Input

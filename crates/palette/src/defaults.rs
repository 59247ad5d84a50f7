//! Seeded default palettes

use crate::ColorPalette;

const MATERIAL: &[&str] = &[
    "#F44336", "#E91E63", "#9C27B0", "#673AB7", "#3F51B5", "#2196F3", "#03A9F4", "#00BCD4",
    "#009688", "#4CAF50", "#8BC34A", "#CDDC39", "#FFEB3B", "#FFC107", "#FF9800", "#FF5722",
];

const PASTEL: &[&str] = &[
    "#FFB3BA", "#FFDFBA", "#FFFFBA", "#BAFFC9", "#BAE1FF", "#E0BBE4", "#FEC8D8", "#D4F0F0",
];

const EARTH_TONES: &[&str] = &[
    "#8B4513", "#A0522D", "#CD853F", "#DEB887", "#556B2F", "#6B8E23", "#808000", "#BDB76B",
];

const GRAYSCALE: &[&str] = &[
    "#000000", "#212121", "#424242", "#616161", "#757575", "#9E9E9E", "#BDBDBD", "#E0E0E0",
    "#F5F5F5", "#FFFFFF",
];

fn builtin(id: &str, name: &str, description: &str, colors: &[&str]) -> ColorPalette {
    ColorPalette {
        id: id.to_string(),
        name: name.to_string(),
        description: Some(description.to_string()),
        colors: colors.iter().map(|c| c.to_string()).collect(),
        is_default: true,
        created_at: 0,
        updated_at: 0,
    }
}

/// The read-only palettes every store starts with
pub fn default_palettes() -> Vec<ColorPalette> {
    vec![
        builtin("default-material", "Material", "Material Design primary colors", MATERIAL),
        builtin("default-pastel", "Pastel", "Soft pastel tones", PASTEL),
        builtin("default-earth-tones", "Earth Tones", "Browns and olives", EARTH_TONES),
        builtin("default-grayscale", "Grayscale", "Black to white", GRAYSCALE),
    ]
}
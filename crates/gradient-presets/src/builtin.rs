//! Built-in presets. Static; never written to storage.

use once_cell::sync::Lazy;

use crate::{GradientPreset, PresetCategory};

static BUILTIN_PRESETS: Lazy<Vec<GradientPreset>> = Lazy::new(|| {
    use PresetCategory::*;

    [
        (Material, "Blue Ocean", "linear-gradient(90deg, #2196F3 0%, #0D47A1 100%)"),
        (Material, "Sunset Orange", "linear-gradient(135deg, #FF9800 0%, #F44336 100%)"),
        (Material, "Purple Haze", "linear-gradient(45deg, #9C27B0 0%, #673AB7 100%)"),
        (Nature, "Forest", "linear-gradient(180deg, #2E7D32 0%, #A5D6A7 100%)"),
        (Nature, "Clear Sky", "linear-gradient(180deg, #81D4FA 0%, #E1F5FE 100%)"),
        (Nature, "Desert Sun", "radial-gradient(circle at center, #FFEB3B 0%, #FF9800 60%, #BF360C 100%)"),
        (Tech, "Neon", "linear-gradient(90deg, #00E5FF 0%, #D500F9 100%)"),
        (Tech, "Terminal", "linear-gradient(180deg, #000000 0%, #00C853 100%)"),
        (Tech, "Cyber Glow", "radial-gradient(ellipse at center, #18FFFF 0%, #0D47A1 100%)"),
        (Monochrome, "Dark Fade", "linear-gradient(180deg, #212121 0%, #000000 100%)"),
        (Monochrome, "Silver", "linear-gradient(90deg, #E0E0E0 0%, #9E9E9E 100%)"),
        (Monochrome, "Spotlight", "radial-gradient(circle at center, #FFFFFF 0%, #BDBDBD 100%)"),
    ]
    .into_iter()
    .enumerate()
    .map(|(i, (category, name, css))| GradientPreset {
        id: format!("builtin-{}-{}", category.as_str().to_lowercase(), i + 1),
        name: name.to_string(),
        css: css.to_string(),
        category,
        description: None,
        created_at: None,
    })
    .collect()
});

pub fn builtin_presets() -> &'static [GradientPreset] {
    &BUILTIN_PRESETS
}

#[cfg(test)]
mod tests {
    use super::*;
    use std::collections::HashSet;
    use gradient::gradient_to_css;

    #[test]
    fn test_builtins_roundtrip() {
        for preset in builtin_presets() {
            assert_eq!(gradient_to_css(&preset.definition()), preset.css, "{}", preset.name);
        }
    }

    #[test]
    fn test_builtins_never_custom() {
        assert_eq!(builtin_presets().len(), 12);
        assert!(builtin_presets().iter().all(|p| p.category != PresetCategory::Custom));

        let ids: HashSet<&str> = builtin_presets().iter().map(|p| p.id.as_str()).collect();
        assert_eq!(ids.len(), 12);
    }
}
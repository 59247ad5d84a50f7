//! Hex validation and normalization

use once_cell::sync::Lazy;
use regex::Regex;
use serde::{Deserialize, Serialize};

static HEX_PATTERN: Lazy<Regex> = Lazy::new(|| {
    Regex::new(r"^#?([0-9A-Fa-f]{3}|[0-9A-Fa-f]{6}|[0-9A-Fa-f]{8})$").unwrap()
});

/// Hex validation error
#[derive(Debug, Clone, Copy, PartialEq, Eq, thiserror::Error)]
pub enum HexError {
    #[error("Color value is required")]
    Empty,
    #[error("Invalid hex color. Use #RGB, #RRGGBB or #RRGGBBAA")]
    InvalidFormat,
}

/// Result of [`validate_hex`]
#[derive(Debug, Clone, PartialEq, Eq, Serialize, Deserialize)]
pub struct HexValidation {
    pub valid: bool,
    #[serde(skip_serializing_if = "Option::is_none")]
    pub error: Option<String>,
    /// Uppercase `#RRGGBB[AA]` when valid
    #[serde(skip_serializing_if = "Option::is_none")]
    pub normalized: Option<String>,
}

impl HexValidation {
    fn ok(normalized: String) -> Self {
        Self { valid: true, error: None, normalized: Some(normalized) }
    }

    fn err(error: HexError) -> Self {
        Self { valid: false, error: Some(error.to_string()), normalized: None }
    }
}

/// Validate user hex input
pub fn validate_hex(input: &str) -> HexValidation {
    let input = input.trim();
    if input.is_empty() {
        return HexValidation::err(HexError::Empty);
    }
    if !HEX_PATTERN.is_match(input) {
        return HexValidation::err(HexError::InvalidFormat);
    }
    HexValidation::ok(normalize_hex(input))
}

/// Expand shorthand, uppercase, ensure a `#` prefix.
///
/// Input that is not hex is uppercased and prefixed but otherwise left alone.
pub fn normalize_hex(input: &str) -> String {
    let input = input.trim();
    let digits = input.strip_prefix('#').unwrap_or(input).to_uppercase();

    if digits.len() == 3 && digits.chars().all(|c| c.is_ascii_hexdigit()) {
        let expanded: String = digits.chars().flat_map(|c| [c, c]).collect();
        format!("#{}", expanded)
    } else {
        format!("#{}", digits)
    }
}

#[cfg(test)]
mod tests {
    use super::*;

    #[test]
    fn test_validate_hex() {
        let ok = validate_hex("#abc");
        assert!(ok.valid);
        assert_eq!(ok.normalized.as_deref(), Some("#AABBCC"));
        assert_eq!(ok.error, None);

        assert_eq!(validate_hex("12345678").normalized.as_deref(), Some("#12345678"));
        assert_eq!(validate_hex(" ff0000 ").normalized.as_deref(), Some("#FF0000"));

        let bad = validate_hex("#abcd");
        assert!(!bad.valid);
        assert_eq!(bad.error, Some(HexError::InvalidFormat.to_string()));
        assert_eq!(bad.normalized, None);

        assert_eq!(validate_hex("  ").error, Some(HexError::Empty.to_string()));
        assert!(!validate_hex("#12345g").valid);
    }

    #[test]
    fn test_normalize_hex() {
        assert_eq!(normalize_hex("abc"), "#AABBCC");
        assert_eq!(normalize_hex("#AABBCC"), "#AABBCC");
        assert_eq!(normalize_hex("#a1b2c3d4"), "#A1B2C3D4");
        assert_eq!(normalize_hex("#abcd"), "#ABCD");
    }
}
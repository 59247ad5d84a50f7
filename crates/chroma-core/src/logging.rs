//! Logging setup

use serde::{Deserialize, Serialize};
use tracing_subscriber::{fmt, layer::SubscriberExt, util::SubscriberInitExt, EnvFilter};

/// Log level
#[derive(Debug, Clone, Copy, PartialEq, Eq, Serialize, Deserialize, Default)]
#[serde(rename_all = "lowercase")]
pub enum LogLevel {
    Trace,
    Debug,
    #[default]
    Info,
    Warn,
    Error,
}

impl LogLevel {
    pub fn as_str(&self) -> &str {
        match self {
            Self::Trace => "trace",
            Self::Debug => "debug",
            Self::Info => "info",
            Self::Warn => "warn",
            Self::Error => "error",
        }
    }
}

/// A `log_level` value that names no known level
#[derive(Debug, Clone, PartialEq, Eq, thiserror::Error)]
#[error("Unknown log level '{0}', expected one of trace, debug, info, warn, error")]
pub struct UnknownLogLevel(pub String);

impl std::str::FromStr for LogLevel {
    type Err = UnknownLogLevel;

    fn from_str(s: &str) -> Result<Self, Self::Err> {
        let level = match s.trim().to_ascii_lowercase().as_str() {
            "trace" => Self::Trace,
            "debug" => Self::Debug,
            "info" => Self::Info,
            "warn" | "warning" => Self::Warn,
            "error" => Self::Error,
            _ => return Err(UnknownLogLevel(s.trim().to_string())),
        };
        Ok(level)
    }
}

/// Install the global subscriber. `RUST_LOG` wins over `level`.
///
/// Calling this more than once is harmless; later calls are ignored.
pub fn init(level: LogLevel) {
    let filter = EnvFilter::try_from_default_env()
        .unwrap_or_else(|_| EnvFilter::new(level.as_str()));

    tracing_subscriber::registry()
        .with(filter)
        .with(fmt::layer().with_target(true))
        .try_init()
        .ok();
}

What to do
Your answer should be the lines above, from the line containing "#00E5FF 0%, #D500F9" up to and including the line containing "at center, #18FFFF", reproduced exactly and with nothing else.

Written response
        (Tech, "Neon", "linear-gradient(90deg, #00E5FF 0%, #D500F9 100%)"),
        (Tech, "Terminal", "linear-gradient(180deg, #000000 0%, #00C853 100%)"),
        (Tech, "Cyber Glow", "radial-gradient(ellipse at center, #18FFFF 0%, #0D47A1 100%)"),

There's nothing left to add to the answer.